CAN. 14. “Those priests and clerks who abstain from eating meat ought (during the love-feasts) to eat it (taste it); but they may, if they will, abstain from it (that is to say, not eat it). If they disdain it, so that they will not eat even vegetables cooked with meat, and if they do not obey the present canon, they are to be excluded from the ranks of the clergy”.

CAN. 15. “If the priests, during the vacancy of an episcopal see, have sold anything belonging to the Church, she (the Church) has the right to reclaim it; and it is for the bishop to decide whether they (the buyers) are to receive the price given for the purchase, seeing that often the temporary use of the article sold to them has been worth more than the price paid for it”.

CAN. 16. “Those who have been or are now guilty of lying with beasts, supposing they are not twenty years old when they commit this sin, shall be substrati for fifteen years; they shall then be allowed to join in the prayers for five years (and will consequently live in the fourth degree of penitence); and after that time they may assist at the holy sacrifice. An examination must also be made of their conduct while they were substrati, and also notice taken of the lives they led. As for those who have sinned immoderately in this way (i.e. who have for a long time committed this sin), they must undergo a long substratio (no allowance will be made in their case). Those who are more than twenty, and have been married, and have nevertheless fallen into this sin, shall be allowed to share in the prayers only after a substratio of twenty-five years; and after five years sharing in the prayers, they shall be allowed to assist at the holy sacrifice. If married men more than fifty years old fall into this sin, they shall receive the communion only at the end of their lives”.
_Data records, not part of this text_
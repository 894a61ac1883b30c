use chrono::Utc;

use crate::branding::OrgBranding;
use crate::email::{EmailDispatcher, EmailRequest};
use crate::events::{dispatch, AppEvent};
use crate::gateway::{CommunicationLog, CommunicationLogDraft, ResourceGateway, TenantStore};
use crate::rbac::{evaluate, CrudAction, Page};
use crate::repository::Organization;
use crate::{CoreError, MemberRepository, LOG_TARGET};

/// Input for sending a message to a set of chapter members.
#[derive(Debug, Clone)]
pub struct SendCommunicationInput {
    pub recipients: Vec<String>,
    pub subject: String,
    pub message: String,
}

/// Action to email a group of members and record it in the history.
///
/// The whole recipient list goes out as one dispatcher call; the dispatcher
/// owns batching and per-recipient delivery. The sender identity is the
/// organization's contact address under its branded display name. A history
/// entry is written only after the dispatcher accepts the request.
pub struct SendCommunicationAction<D, M, S>
where
    D: EmailDispatcher,
    M: MemberRepository,
    S: TenantStore<CommunicationLog>,
{
    dispatcher: D,
    members: M,
    history: ResourceGateway<CommunicationLog, S>,
}

impl<D, M, S> SendCommunicationAction<D, M, S>
where
    D: EmailDispatcher,
    M: MemberRepository,
    S: TenantStore<CommunicationLog>,
{
    /// The gateway's scope must be the actor's resolved tenant; the action
    /// sends and records only within it.
    pub fn new(dispatcher: D, members: M, history: ResourceGateway<CommunicationLog, S>) -> Self {
        Self {
            dispatcher,
            members,
            history,
        }
    }

    /// # Errors
    ///
    /// - `CoreError::PermissionDenied` - actor lacks create on History
    /// - `CoreError::MemberNotFound` - actor not on this roster
    /// - `CoreError::Internal(_)` - organization has no contact address
    /// - `CoreError::StoreError(_)` - dispatcher rejected the request
    #[cfg_attr(
        feature = "tracing",
        tracing::instrument(name = "send_communication", skip_all, err)
    )]
    pub async fn execute(
        &self,
        organization: &Organization,
        actor_email: &str,
        input: SendCommunicationInput,
    ) -> Result<CommunicationLog, CoreError> {
        let scope = self.history.scope();

        let actor = self
            .members
            .find_by_org_and_email(scope.org_id(), actor_email)
            .await?
            .ok_or(CoreError::MemberNotFound)?;

        if !evaluate(&actor.role, &actor.matrix, Page::History, CrudAction::Create) {
            return Err(CoreError::PermissionDenied);
        }

        let sender_email = organization
            .contact_email
            .clone()
            .ok_or_else(|| CoreError::Internal("organization has no contact email".into()))?;
        let branding = OrgBranding::derive(&organization.name);

        let recipient_count = input.recipients.len();
        self.dispatcher
            .dispatch(EmailRequest {
                recipients: input.recipients,
                subject: input.subject.clone(),
                message: input.message,
                sender_email,
                sender_name: branding.display_name,
            })
            .await?;

        let entry = self
            .history
            .create(CommunicationLogDraft {
                subject: input.subject,
                recipient_count,
                sent_by: actor.email.clone(),
            })
            .await?;

        log::info!(
            target: LOG_TARGET,
            "msg=\"communication sent\", org_id={}, recipients={}",
            scope.org_id(),
            recipient_count
        );

        dispatch(AppEvent::CommunicationSent {
            org_id: scope.org_id(),
            recipient_count,
            at: Utc::now(),
        })
        .await;

        Ok(entry)
    }
}
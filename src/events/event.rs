use chrono::{DateTime, Utc};

/// Domain events emitted by chapterhouse.
///
/// Events are fired by the actions and the session layer. If no listeners
/// are registered, they are silently ignored (no-op). Register listeners via
/// [`register_event_listeners`](crate::register_event_listeners) to handle events.
#[derive(Debug, Clone)]
pub enum AppEvent {
    // roster lifecycle
    MemberInvited {
        org_id: i64,
        member_id: i64,
        email: String,
        at: DateTime<Utc>,
    },
    MemberActivated {
        org_id: i64,
        member_id: i64,
        at: DateTime<Utc>,
    },
    MemberRemoved {
        org_id: i64,
        member_id: i64,
        at: DateTime<Utc>,
    },

    // access control
    PermissionsChanged {
        org_id: i64,
        member_id: i64,
        at: DateTime<Utc>,
    },

    // sessions
    SignInSuccess {
        org_id: i64,
        email: String,
        at: DateTime<Utc>,
    },
    SignInFailed {
        email: String,
        reason: String,
        at: DateTime<Utc>,
    },
    SignOut {
        email: String,
        at: DateTime<Utc>,
    },

    // account recovery
    RecoveryRequested {
        email: String,
        at: DateTime<Utc>,
    },
    RecoveryCompleted {
        email: String,
        at: DateTime<Utc>,
    },

    // messaging
    CommunicationSent {
        org_id: i64,
        recipient_count: usize,
        at: DateTime<Utc>,
    },
}

impl AppEvent {
    /// Returns a dot-separated event name for logging/tracing.
    pub fn name(&self) -> &'static str {
        match self {
            Self::MemberInvited { .. } => "roster.member.invited",
            Self::MemberActivated { .. } => "roster.member.activated",
            Self::MemberRemoved { .. } => "roster.member.removed",
            Self::PermissionsChanged { .. } => "roster.permissions.changed",
            Self::SignInSuccess { .. } => "session.sign_in.success",
            Self::SignInFailed { .. } => "session.sign_in.failed",
            Self::SignOut { .. } => "session.sign_out",
            Self::RecoveryRequested { .. } => "recovery.requested",
            Self::RecoveryCompleted { .. } => "recovery.completed",
            Self::CommunicationSent { .. } => "communication.sent",
        }
    }

    /// Returns the timestamp when this event occurred.
    pub fn timestamp(&self) -> DateTime<Utc> {
        match self {
            Self::MemberInvited { at, .. }
            | Self::MemberActivated { at, .. }
            | Self::MemberRemoved { at, .. }
            | Self::PermissionsChanged { at, .. }
            | Self::SignInSuccess { at, .. }
            | Self::SignInFailed { at, .. }
            | Self::SignOut { at, .. }
            | Self::RecoveryRequested { at, .. }
            | Self::RecoveryCompleted { at, .. }
            | Self::CommunicationSent { at, .. } => *at,
        }
    }
}

#[cfg(test)]
mod tests {
    use super::*;

    #[test]
    fn test_event_names() {
        let now = Utc::now();

        assert_eq!(
            AppEvent::MemberInvited {
                org_id: 1,
                member_id: 2,
                email: "pledge@x.edu".to_owned(),
                at: now
            }
            .name(),
            "roster.member.invited"
        );

        assert_eq!(
            AppEvent::MemberActivated {
                org_id: 1,
                member_id: 2,
                at: now
            }
            .name(),
            "roster.member.activated"
        );

        assert_eq!(
            AppEvent::SignInFailed {
                email: "pledge@x.edu".to_owned(),
                reason: "invalid credentials".to_owned(),
                at: now
            }
            .name(),
            "session.sign_in.failed"
        );

        assert_eq!(
            AppEvent::CommunicationSent {
                org_id: 1,
                recipient_count: 12,
                at: now
            }
            .name(),
            "communication.sent"
        );
    }

    #[test]
    fn test_event_timestamp() {
        let now = Utc::now();

        let event = AppEvent::SignInSuccess {
            org_id: 1,
            email: "pledge@x.edu".to_owned(),
            at: now,
        };

        assert_eq!(event.timestamp(), now);
    }
}
//! Role-based access control: pages, the per-member CRUD permission matrix,
//! and the evaluator that combines stored matrices with role overrides.

mod evaluator;
mod matrix;
mod page;

pub use evaluator::{evaluate, is_privileged, PermissionEvaluator, PRIVILEGED_ROLES};
pub use matrix::{CrudRecord, PermissionMatrix};
pub use page::{CrudAction, Page};
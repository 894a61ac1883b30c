use async_trait::async_trait;
use chrono::{DateTime, Utc};
use serde::{Deserialize, Serialize};

use crate::CoreError;

/// One row per authenticated identity, keyed by the auth provider's id.
///
/// The profile's stored `org_id` is the single source of tenant resolution:
/// even when an email appears on several organizations' rosters, the
/// identity belongs to exactly this tenant. `role` is a read-through cache
/// of the member row's role, refreshed on every sign-in; the evaluator
/// never reads it.
#[derive(Debug, Clone, Serialize, Deserialize)]
pub struct Profile {
    pub identity_id: String,
    pub org_id: i64,
    pub full_name: String,
    pub role: String,
    /// False forces the blocking "secure your account" gate.
    pub setup_complete: bool,
    pub updated_at: DateTime<Utc>,
}

#[derive(Debug, Clone)]
pub struct UpsertProfile {
    pub identity_id: String,
    pub org_id: i64,
    pub full_name: String,
    pub role: String,
    pub setup_complete: bool,
}

#[async_trait]
pub trait ProfileRepository: Send + Sync {
    async fn find_by_identity(&self, identity_id: &str) -> Result<Option<Profile>, CoreError>;

    /// Inserts or fully replaces the profile for an identity.
    async fn upsert(&self, data: UpsertProfile) -> Result<Profile, CoreError>;

    async fn set_setup_complete(
        &self,
        identity_id: &str,
        setup_complete: bool,
    ) -> Result<Profile, CoreError>;

    async fn set_role(&self, identity_id: &str, role: &str) -> Result<Profile, CoreError>;

    async fn delete_by_identity(&self, identity_id: &str) -> Result<(), CoreError>;
}
//! Central configuration for the chapterhouse core.
//!
//! All settings that would otherwise be hardcoded live here: password rules
//! for account activation, invitation expiry, token generation, and the page
//! the guard redirects to when a permission check fails.
//!
//! # Example
//!
//! ```rust
//! use chapterhouse::config::CoreConfig;
//! use chrono::Duration;
//!
//! // sensible defaults
//! let config = CoreConfig::default();
//!
//! // or customize
//! let config = CoreConfig {
//!     invitation_expiry: Duration::days(14),
//!     ..Default::default()
//! };
//! ```

use chrono::Duration;

/// Main configuration struct for the chapterhouse core.
#[derive(Debug, Clone)]
pub struct CoreConfig {
    /// Password rules applied when an account is secured.
    pub password: PasswordRules,

    /// How long an invitation token remains valid.
    ///
    /// Default: 7 days.
    pub invitation_expiry: Duration,

    /// Length of generated invitation tokens, in alphanumeric characters.
    ///
    /// Default is 32 (~190 bits of entropy).
    pub token_length: usize,

    /// Name of the landing page the guard redirects to on permission
    /// denial. This is a routing key for the embedding application, not a
    /// gated [`Page`](crate::rbac::Page).
    pub default_landing: &'static str,
}

impl Default for CoreConfig {
    fn default() -> Self {
        Self {
            password: PasswordRules::default(),
            invitation_expiry: Duration::days(7),
            token_length: 32,
            default_landing: "overview",
        }
    }
}

impl CoreConfig {
    /// Creates a new configuration with default values.
    pub fn new() -> Self {
        Self::default()
    }

    /// Configuration suitable for development and testing.
    ///
    /// Longer invitation windows so seeded invites do not expire mid-test.
    pub fn development() -> Self {
        Self {
            invitation_expiry: Duration::days(30),
            ..Self::default()
        }
    }

    /// Configuration with stricter security settings.
    pub fn strict() -> Self {
        Self {
            password: PasswordRules {
                min_length: 12,
                max_length: 128,
            },
            invitation_expiry: Duration::days(3),
            token_length: 48,
            default_landing: "overview",
        }
    }
}

/// Length bounds for passwords submitted through the activation and
/// recovery flows.
///
/// The product rule is a minimum of 8 characters; there are no
/// character-class requirements.
#[derive(Debug, Clone, Copy)]
pub struct PasswordRules {
    pub min_length: usize,
    pub max_length: usize,
}

impl Default for PasswordRules {
    fn default() -> Self {
        Self {
            min_length: 8,
            max_length: 128,
        }
    }
}

#[cfg(test)]
mod tests {
    use super::*;

    #[test]
    fn test_default_config() {
        let config = CoreConfig::default();

        assert_eq!(config.password.min_length, 8);
        assert_eq!(config.password.max_length, 128);
        assert_eq!(config.invitation_expiry, Duration::days(7));
        assert_eq!(config.token_length, 32);
        assert_eq!(config.default_landing, "overview");
    }

    #[test]
    fn test_strict_config() {
        let config = CoreConfig::strict();

        assert_eq!(config.password.min_length, 12);
        assert_eq!(config.invitation_expiry, Duration::days(3));
        assert_eq!(config.token_length, 48);
    }

    #[test]
    fn test_development_config() {
        let config = CoreConfig::development();

        assert_eq!(config.invitation_expiry, Duration::days(30));
        assert_eq!(config.password.min_length, 8);
    }
}
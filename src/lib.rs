//! # Tick NEAT
//!
//! A recurrent NEAT-style (`NeuroEvolution` of Augmenting Topologies) genome:
//! a weighted directed graph that is run one synchronous tick at a time and
//! evolved through stochastic structural mutation.
//!
//! ## Features
//!
//! - **Double-Buffered Activation**: every node updates against the previous
//!   tick's values, so cycles and self-loops are well-defined and the graph
//!   behaves as a recurrent network across successive calls
//! - **Arena-Graph Model**: cache-friendly `SlotMap` storage for nodes and
//!   edges; edge removal and target backlinks stay consistent by construction
//! - **Asexual Reproduction**: offspring are deep copies perturbed with
//!   Gaussian value noise, random edge insertion, and edge splitting
//! - **Portable Records**: positional-index serialization via Serde, with a
//!   wire shape that is stable across tooling and process boundaries
//!
//! ## Quick Start
//!
//! ```rust
//! use rand::SeedableRng;
//! use rand_chacha::ChaCha8Rng;
//! use tick_neat::Genome;
//!
//! let mut rng = ChaCha8Rng::seed_from_u64(42);
//!
//! // Two inputs, one output, no structure yet.
//! let mut genome = Genome::new(2, 1, &mut rng);
//!
//! // Grow some topology.
//! genome.add_random_edge(1.0, &mut rng);
//! genome.split_random_edge(1.0, &mut rng);
//!
//! // Drive the network one tick at a time.
//! let outputs = genome.activate(&[0.5, -0.5]).unwrap();
//! assert_eq!(outputs.len(), 1);
//!
//! // Reproduce asexually; the parent is untouched.
//! let child = genome.get_offspring(&mut rng);
//! assert!(child.node_count() >= genome.node_count());
//! ```
//!
//! ## Activation Model
//!
//! One call to [`Genome::activate`] advances the whole network by exactly
//! one tick. Each node's new value is its bias plus the weighted sum of its
//! incoming edges, where every source value is read from the previous tick.
//! There is no nonlinearity and no implicit reset between ticks: feeding a
//! sequence of inputs through repeated calls runs the graph as a linear
//! recurrent network.
//!
//! ## Records
//!
//! [`Genome::to_record`] and [`Genome::from_record`] convert genomes to and
//! from [`GenomeRecord`], which indexes nodes positionally (inputs, then
//! outputs, then hidden) and edges in creation order. Decoding validates the
//! record and rejects inconsistent data with a [`RecordError`].

pub mod genome;
pub mod graph;
mod mutation;
pub mod record;

// Re-exports for convenience
pub use genome::{ActivateError, Genome, GenomeConfig};
pub use graph::{Edge, EdgeId, Node, NodeId};
pub use record::{EdgeRecord, GenomeRecord, NodeRecord, RecordError};

#[cfg(test)]
mod tests {
    use super::*;
    use rand::SeedableRng;
    use rand_chacha::ChaCha8Rng;

    #[test]
    fn test_evolution_smoke() {
        let mut rng = ChaCha8Rng::seed_from_u64(42);
        let mut genome = Genome::new(3, 2, &mut rng);

        for _ in 0..20 {
            genome = genome.get_offspring(&mut rng);
        }

        let outputs = genome.activate(&[0.1, -0.2, 0.3]).unwrap();
        assert_eq!(outputs.len(), 2);
        for value in outputs {
            assert!(value.is_finite());
        }
    }

    #[test]
    fn test_record_roundtrip_preserves_structure() {
        let mut rng = ChaCha8Rng::seed_from_u64(123);
        let mut genome = Genome::new(3, 2, &mut rng);
        genome.add_random_edge(1.0, &mut rng);
        genome.add_random_edge(1.0, &mut rng);
        genome.split_random_edge(1.0, &mut rng);

        let restored = Genome::from_record(&genome.to_record()).unwrap();

        assert_eq!(restored.node_count(), genome.node_count());
        assert_eq!(restored.edge_count(), genome.edge_count());
        assert_eq!(restored.input_ids().len(), genome.input_ids().len());
        assert_eq!(restored.output_ids().len(), genome.output_ids().len());
        assert_eq!(restored.hidden_ids().len(), genome.hidden_ids().len());
    }

    #[test]
    fn test_seeded_runs_are_reproducible() {
        let build = || {
            let mut rng = ChaCha8Rng::seed_from_u64(7);
            let mut genome = Genome::new(2, 1, &mut rng);
            for _ in 0..10 {
                genome = genome.get_offspring(&mut rng);
            }
            genome.to_record()
        };

        assert_eq!(build(), build());
    }
}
CAN. 17. It is not easy to give the real meaning of this canon. It may perhaps mean : “Those who have committed acts of bestiality, and, being lepers themselves, have now made others so, must pray among the possessed”.

CAN. 18. “If bishops, when elected, but not accepted by the parish for which they are nominated, introduce themselves into other parishes, and stir up strife against the bishops who are there instituted, they must be excommunicated. But if they (who are elected and not accepted) wish to live as priests in those places where they had hitherto served as priests, they need not lose that dignity. But if they stir up discord against the bishop of the place, they shall be deprived of their presbyterate, and be shut out from the Church”.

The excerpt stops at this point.